Academic Editor: Anat Loewenstein

Copyright © 2017 Zhong Lin et al. This is an open access article distributed under the Creative Commons Attribution License, which permits unrestricted use, distribution, and reproduction in any medium, provided the original work is properly cited.

Abstract

Purpose. To report the safety and efficacy of adjustable postoperative position for rhegmatogenous retinal detachment (RRD). Methods. Retrospective review of 536 consecutive RRD eyes that underwent vitrectomy surgery for retina repair from year 2008 to 2014. The retinal breaks were divided into superior, lateral (nasal, temporal, and macular), and inferior locations, according to the clock of breaks. Patients with superior and lateral break location were allowed to have facedown position or lateral decubitus position postoperatively, while patients with inferior break location were allowed to have facedown position. Results. 403 eyes of 400 patients were included. The mean follow-up interval was 22.7 ± 21.3 months.

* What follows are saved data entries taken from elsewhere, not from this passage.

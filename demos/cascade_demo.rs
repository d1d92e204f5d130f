use ndarray::{Array1, Array2};
use weir::{Cascade, CascadeConfig, EventWeighting, UNMATCHED};

fn main() -> Result<(), Box<dyn std::error::Error>> {
    // Minimal end-to-end: occurrence matrix + KPI -> weighting -> cascade.
    //
    // The KPI spikes whenever event 2 fires, so the weighting pushes that
    // column's scale up and the intervals split on it: noisy-but-benign
    // intervals on one side, KPI-impacting ones on the other.

    let rows: Vec<[f64; 4]> = vec![
        [1.0, 1.0, 0.0, 0.0], // pattern A: event 2 quiet
        [1.0, 0.0, 0.0, 0.0],
        [1.0, 1.0, 0.0, 1.0],
        [0.0, 0.0, 1.0, 0.0], // pattern B: event 2 firing
        [0.0, 0.0, 1.0, 1.0],
        [0.0, 1.0, 1.0, 0.0],
        [1.0, 0.0, 1.0, 1.0],
    ];
    let kpi = Array1::from(vec![1.0, 2.0, 1.0, 9.0, 10.0, 9.0, 5.0]);

    let n = rows.len();
    let flat: Vec<f64> = rows.into_iter().flatten().collect();
    let events = Array2::from_shape_vec((n, 4), flat)?;

    let weighted = EventWeighting::default().weigh(events.view(), kpi.view())?;
    println!("per-event weights: {:.4}", weighted.weights);

    let config = CascadeConfig::default().with_threshold(1.0);
    let outcome = Cascade::new(config).run(weighted.matrix.view())?;

    println!(
        "rounds={} patterns={} unmatched={}",
        outcome.rounds,
        outcome.representatives.nrows(),
        outcome.unmatched.len()
    );
    for (row, label) in outcome.labels.iter().enumerate() {
        if *label == UNMATCHED {
            println!("  interval {row}: unmatched");
        } else {
            println!("  interval {row}: pattern {label}");
        }
    }

    Ok(())
}
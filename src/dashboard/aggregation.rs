//! Transaction data aggregation for the dashboard.
//!
//! Provides functions to total income and expenses, group totals by category
//! and bucket transactions by calendar month.

use std::collections::{BTreeMap, HashMap};

use serde::Serialize;

use crate::transaction::Transaction;

/// The label used for transactions without a category.
pub const UNCATEGORIZED_LABEL: &str = "Uncategorized";

/// The total and number of transactions in one category.
#[derive(Debug, Clone, PartialEq, Serialize)]
pub struct CategoryTotal {
    /// The category label.
    pub category: String,
    /// The sum of the signed amounts.
    pub total: f64,
    /// The number of transactions.
    pub count: u64,
}

/// Income, expenses and per-category totals over a set of transactions.
#[derive(Debug, Clone, PartialEq, Serialize)]
pub struct Summary {
    /// The sum of positive amounts.
    pub total_income: f64,
    /// The sum of the absolute value of negative amounts.
    pub total_expenses: f64,
    /// Income minus expenses.
    pub net: f64,
    /// The number of transactions summarized.
    pub transaction_count: u64,
    /// Category totals, largest absolute total first.
    pub categories: Vec<CategoryTotal>,
}

/// Income and expenses within one calendar month.
#[derive(Debug, Clone, PartialEq, Serialize)]
pub struct MonthlyTotal {
    /// The month formatted as `YYYY-MM`.
    pub month: String,
    /// The sum of positive amounts.
    pub income: f64,
    /// The sum of the absolute value of negative amounts.
    pub expenses: f64,
    /// Income minus expenses.
    pub net: f64,
}

/// Summarize `transactions` into income, expense and category totals.
pub fn summarize(transactions: &[Transaction]) -> Summary {
    let mut total_income = 0.0;
    let mut total_expenses = 0.0;
    let mut by_category: HashMap<&str, (f64, u64)> = HashMap::new();

    for transaction in transactions {
        if transaction.amount > 0.0 {
            total_income += transaction.amount;
        } else {
            total_expenses += -transaction.amount;
        }

        let label = if transaction.category.is_empty() {
            UNCATEGORIZED_LABEL
        } else {
            transaction.category.as_str()
        };
        let entry = by_category.entry(label).or_insert((0.0, 0));
        entry.0 += transaction.amount;
        entry.1 += 1;
    }

    let mut categories: Vec<CategoryTotal> = by_category
        .into_iter()
        .map(|(category, (total, count))| CategoryTotal {
            category: category.to_owned(),
            total,
            count,
        })
        .collect();
    categories.sort_by(|a, b| {
        b.total
            .abs()
            .total_cmp(&a.total.abs())
            .then_with(|| a.category.cmp(&b.category))
    });

    Summary {
        total_income,
        total_expenses,
        net: total_income - total_expenses,
        transaction_count: transactions.len() as u64,
        categories,
    }
}

/// Bucket `transactions` by UTC calendar month.
///
/// # Returns
/// The last `months` months that contain at least one transaction, in
/// chronological order.
pub fn monthly_totals(transactions: &[Transaction], months: usize) -> Vec<MonthlyTotal> {
    let mut totals: BTreeMap<(i32, u8), (f64, f64)> = BTreeMap::new();

    for transaction in transactions {
        let date = transaction.date.to_offset(time::UtcOffset::UTC).date();
        let entry = totals
            .entry((date.year(), u8::from(date.month())))
            .or_insert((0.0, 0.0));

        if transaction.amount > 0.0 {
            entry.0 += transaction.amount;
        } else {
            entry.1 += -transaction.amount;
        }
    }

    let skip = totals.len().saturating_sub(months);

    totals
        .into_iter()
        .skip(skip)
        .map(|((year, month), (income, expenses))| MonthlyTotal {
            month: format!("{year:04}-{month:02}"),
            income,
            expenses,
            net: income - expenses,
        })
        .collect()
}
//! Endpoints for downloading transactions as CSV or JSON files.

use std::sync::Arc;

use axum::{
    extract::{Query, State, rejection::QueryRejection},
    http::header::{CONTENT_DISPOSITION, CONTENT_TYPE},
    response::{IntoResponse, Response},
};
use time::format_description::well_known::Rfc3339;

use crate::{
    Error,
    transaction::{SortOrder, Transaction, TransactionParams, TransactionQuery, TransactionStore},
};

/// The header row of exported CSV files.
pub const CSV_HEADER: [&str; 5] = ["id", "date", "amount", "category", "description"];

/// Write `transactions` as CSV with a header row.
///
/// # Errors
/// Returns [Error::Internal] if a date cannot be formatted or the writer fails.
pub fn write_csv(transactions: &[Transaction]) -> Result<Vec<u8>, Error> {
    let mut writer = csv::Writer::from_writer(Vec::new());
    let to_error = |error: csv::Error| Error::Internal(format!("could not write CSV: {error}"));

    writer.write_record(CSV_HEADER).map_err(to_error)?;

    for transaction in transactions {
        let date = transaction
            .date
            .format(&Rfc3339)
            .map_err(|error| Error::Internal(format!("could not format date: {error}")))?;

        writer
            .write_record([
                transaction.id.as_str(),
                date.as_str(),
                transaction.amount.to_string().as_str(),
                transaction.category.as_str(),
                transaction.description.as_str(),
            ])
            .map_err(to_error)?;
    }

    writer
        .into_inner()
        .map_err(|error| Error::Internal(format!("could not flush CSV: {error}")))
}

async fn fetch_for_export(
    store: &dyn TransactionStore,
    params: Result<Query<TransactionParams>, QueryRejection>,
) -> Result<Vec<Transaction>, Error> {
    let Query(params) = params?;

    store
        .query(TransactionQuery {
            filter: params.filter()?,
            sort: params.sort.unwrap_or(SortOrder::Descending),
            ..Default::default()
        })
        .await
}

/// Download the matching transactions as `transactions.csv`, newest first.
pub async fn export_csv(
    State(store): State<Arc<dyn TransactionStore>>,
    params: Result<Query<TransactionParams>, QueryRejection>,
) -> Result<Response, Error> {
    let transactions = fetch_for_export(store.as_ref(), params).await?;
    let body = write_csv(&transactions)?;

    tracing::info!("exported {} transactions as CSV", transactions.len());

    Ok((
        [
            (CONTENT_TYPE, "text/csv; charset=utf-8"),
            (CONTENT_DISPOSITION, "attachment; filename=\"transactions.csv\""),
        ],
        body,
    )
        .into_response())
}

/// Download the matching transactions as `transactions.json`, newest first.
pub async fn export_json(
    State(store): State<Arc<dyn TransactionStore>>,
    params: Result<Query<TransactionParams>, QueryRejection>,
) -> Result<Response, Error> {
    let transactions = fetch_for_export(store.as_ref(), params).await?;
    let body = serde_json::to_vec_pretty(&transactions)
        .map_err(|error| Error::Internal(format!("could not serialize transactions: {error}")))?;

    tracing::info!("exported {} transactions as JSON", transactions.len());

    Ok((
        [
            (CONTENT_TYPE, "application/json"),
            (CONTENT_DISPOSITION, "attachment; filename=\"transactions.json\""),
        ],
        body,
    )
        .into_response())
}

#[cfg(test)]
mod tests {
    use axum::{Router, routing::get};
    use axum_test::TestServer;
    use serde_json::Value;
    use time::macros::datetime;

    use crate::{
        export::{export_csv, export_json},
        test_utils::{assert_content_type, get_header, test_state},
        transaction::NewTransaction,
    };

    fn server() -> TestServer {
        let transactions = vec![
            NewTransaction::new(-4.5, datetime!(2024-01-02 08:00 UTC))
                .unwrap()
                .category("Food")
                .description("Coffee, large"),
            NewTransaction::new(1500.0, datetime!(2024-01-31 00:00 UTC))
                .unwrap()
                .category("Salary")
                .description("January pay"),
        ];
        let app = Router::new()
            .route("/csv", get(export_csv))
            .route("/json", get(export_json))
            .with_state(test_state(transactions));

        TestServer::try_new(app).expect("Could not create test server.")
    }

    #[tokio::test]
    async fn exports_csv_newest_first() {
        let response = server().get("/csv").await;

        response.assert_status_ok();
        assert_content_type(&response, "text/csv; charset=utf-8");
        assert_eq!(
            get_header(&response, "content-disposition"),
            "attachment; filename=\"transactions.csv\""
        );

        let text = response.text();
        let lines: Vec<&str> = text.lines().collect();
        assert_eq!(lines.len(), 3);
        assert_eq!(lines[0], "id,date,amount,category,description");
        assert!(lines[1].ends_with(",2024-01-31T00:00:00Z,1500,Salary,January pay"));
        assert!(lines[2].ends_with(",2024-01-02T08:00:00Z,-4.5,Food,\"Coffee, large\""));
    }

    #[tokio::test]
    async fn exports_filtered_json() {
        let response = server()
            .get("/json")
            .add_query_param("category", "Food")
            .await;

        response.assert_status_ok();
        assert_content_type(&response, "application/json");
        let body = response.json::<Value>();
        assert_eq!(body.as_array().unwrap().len(), 1);
        assert_eq!(body[0]["description"], "Coffee, large");
    }
}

The overall primary retinal reattachment rate was 93.3%. There were 24 (6.0%), 273 (67.7%), and 106 (26.3%) patients with superior, lateral, and inferior break location, respectively. The primary reattachment rate was 95.8%, 92.3%, and 95.3% accordingly. After further divided the break location into subgroups as a function of duration of symptom, postoperative lens situation, number of retinal breaks, and different vitreous tamponade, the primary reattachment rates were all higher than 82%. Conclusion. Adjustable postoperative positioning is effective and safe for RRD repair with different break locations. Choosing postoperative position appropriately according to retinal break locations could be recommended.